The Traditional Problem

Traditional web scrapers typically look something like this:

def scrape_job(doc)
  {
    title: doc.css('.job-title').text,
    company: doc.css('.company-name').text,
    location: doc.css('.location').text
  }
end

This works great… until it doesn’t. One website update and everything breaks.
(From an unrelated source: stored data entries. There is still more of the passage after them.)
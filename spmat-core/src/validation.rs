//! Contract checks for sparse matrix operations
//!
//! This module contains pure validation functions with no I/O dependencies.
//! Every fallible facade operation funnels its preconditions through here so
//! violations surface as tagged errors at the point of the call.

use crate::{MatrixError, Result};

/// Validate that requested matrix dimensions are positive
pub const fn check_dimensions(rows: usize, cols: usize) -> Result<()> {
    if rows == 0 || cols == 0 {
        return Err(MatrixError::InvalidArgument(
            "matrix dimensions must be positive",
        ));
    }
    Ok(())
}

/// Validate that a cell position is inside the declared bounds
pub const fn check_index(row: usize, col: usize, rows: usize, cols: usize) -> Result<()> {
    if row >= rows || col >= cols {
        return Err(MatrixError::IndexOutOfRange {
            row,
            col,
            rows,
            cols,
        });
    }
    Ok(())
}

/// Validate that two operands share the same shape (add, subtract)
pub const fn check_same_shape(
    op: &'static str,
    left: (usize, usize),
    right: (usize, usize),
) -> Result<()> {
    if left.0 != right.0 || left.1 != right.1 {
        return Err(MatrixError::DimensionMismatch { op, left, right });
    }
    Ok(())
}

/// Validate that left columns match right rows (multiply)
pub const fn check_multiply_shape(left: (usize, usize), right: (usize, usize)) -> Result<()> {
    if left.1 != right.0 {
        return Err(MatrixError::DimensionMismatch {
            op: "multiply",
            left,
            right,
        });
    }
    Ok(())
}

/// Validate that a matrix is square, returning its order
pub const fn check_square(dims: (usize, usize)) -> Result<usize> {
    if dims.0 != dims.1 {
        return Err(MatrixError::InvalidArgument("matrix must be square"));
    }
    Ok(dims.0)
}

#[cfg(test)]
mod tests {
    use super::*;

    #[test]
    fn test_check_dimensions() {
        assert_eq!(check_dimensions(1, 1), Ok(()));
        assert_eq!(check_dimensions(100, 3), Ok(()));

        assert_eq!(
            check_dimensions(0, 3),
            Err(MatrixError::InvalidArgument(
                "matrix dimensions must be positive"
            ))
        );
        assert_eq!(
            check_dimensions(3, 0),
            Err(MatrixError::InvalidArgument(
                "matrix dimensions must be positive"
            ))
        );
    }

    #[test]
    fn test_check_index() {
        assert_eq!(check_index(0, 0, 2, 2), Ok(()));
        assert_eq!(check_index(1, 1, 2, 2), Ok(()));

        assert_eq!(
            check_index(2, 0, 2, 2),
            Err(MatrixError::IndexOutOfRange {
                row: 2,
                col: 0,
                rows: 2,
                cols: 2
            })
        );
        assert_eq!(
            check_index(0, 5, 2, 2),
            Err(MatrixError::IndexOutOfRange {
                row: 0,
                col: 5,
                rows: 2,
                cols: 2
            })
        );
    }

    #[test]
    fn test_check_same_shape() {
        assert_eq!(check_same_shape("add", (2, 3), (2, 3)), Ok(()));
        assert_eq!(
            check_same_shape("subtract", (2, 3), (3, 2)),
            Err(MatrixError::DimensionMismatch {
                op: "subtract",
                left: (2, 3),
                right: (3, 2)
            })
        );
    }

    #[test]
    fn test_check_multiply_shape() {
        // Inner dimensions must agree, outer ones are free
        assert_eq!(check_multiply_shape((2, 3), (3, 5)), Ok(()));
        assert_eq!(
            check_multiply_shape((2, 3), (2, 3)),
            Err(MatrixError::DimensionMismatch {
                op: "multiply",
                left: (2, 3),
                right: (2, 3)
            })
        );
    }

    #[test]
    fn test_check_square() {
        assert_eq!(check_square((3, 3)), Ok(3));
        assert_eq!(
            check_square((2, 3)),
            Err(MatrixError::InvalidArgument("matrix must be square"))
        );
    }
}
A Better Way: Using Local LLMs

Instead of relying on specific HTML structures, we can use LLMs to understand the content semantically. Here’s how I do it:

class JobDetailsExtractor
  LM_STUDIO_URL = 'http://127.0.0.1:1234/v1/chat/completions'
  
  def process_page(url)
    # First, clean the HTML
    doc = Nokogiri::HTML(@driver.page_source)
    doc.css('script, style').remove
    
    # Send to local LLM
    response = make_lm_studio_request(doc.at('body').to_html)
    
    # Parse structured response
    parse_response(response)
  end
end

Structured Data Extraction with JSON Schema

The real magic happens in how we format our LLM request. Here’s the key part:

def make_lm_studio_request(content, missing_fields = [])
  request.body = {
    model: "llama-3.2-3b-instruct",
    messages: [
      {
        role: "system",
        content: "You are a job posting analyzer. Extract detailed information..."
      }
    ],
    response_format: {
      type: "json_schema",
      json_schema: {
        name: "job_details",
        strict: "true",
        schema: {
          type: "object",
          properties: {
            title: { type: "string" },
            company: { type: "string" },
            location: { type: "string" },
            salary_range: { type: "string" },
            employment_type: { type: "string" },
            description: { type: "string" },
            requirements: { type: "string" },
            benefits: { type: "string" },
            government_job: { type: "boolean" },
            urgent: { type: "boolean" }
          },
          required: ["title", "description", "requirements"]
        }
      }
    }
  }.to_json
end

By using the `json_schema` parameter, we get:

Consistent Output: Every response follows our defined structure
Type Safety: Fields come back in the correct format
Required Fields: We can specify which fields must be present
No Post-Processing: The data is ready to use

Making it Production Ready

Rate Limiting and Ethical Scraping

When building web scrapers, being a good web citizen is crucial. With LLM-powered scrapers, we have a unique advantage: the inherent processing time of the language model can naturally introduce beneficial rate limiting.

class WebScraper
  # Configurable rate limiting parameters
  MIN_REQUEST_INTERVAL = 3   # Minimum seconds between requests
  MAX_REQUEST_INTERVAL = 5   # Maximum seconds between requests
  LLM_PROCESSING_BUFFER = 2  # Additional buffer for LLM processing time

  def initialize
    @last_web_request_time = nil
    @request_count = 0
    @max_requests_per_session = 50  # Prevent excessive scraping
  end

  def process_links(jobs)
    jobs.each do |job|
      # Check total request limit
      break if @request_count >= @max_requests_per_session

      # Enforce minimum time between requests
      enforce_rate_limit

      # Process the job with LLM
      process_job(job)

      # Track request metrics
      @request_count += 1
      @last_web_request_time = Time.now
    end
  end

  private

  def enforce_rate_limit
    if @last_web_request_time
      elapsed = Time.now - @last_web_request_time
      
      # Factor in LLM processing time as a natural delay
      sleep_time = [
        MIN_REQUEST_INTERVAL - elapsed, 
        LLM_PROCESSING_BUFFER
      ].max

      sleep(sleep_time) if sleep_time > 0
    end
  end

  def log_scraping_activity(job)
    # Optional: Log scraping activities for monitoring
    File.open('scraping_log.txt', 'a') do |file|
      file.puts "#{Time.now}: Processed job - #{job['title']}"
    end
  end
end

Rate Limiting Strategies

The beauty of LLM-powered web scraping is that the model’s processing time naturally introduces a delay between requests. This has several benefits:

Reduced Server Load: By spacing out requests, we minimize the impact on target websites.
Avoiding IP Blocks: Gradual, human-like request patterns prevent detection as a bot.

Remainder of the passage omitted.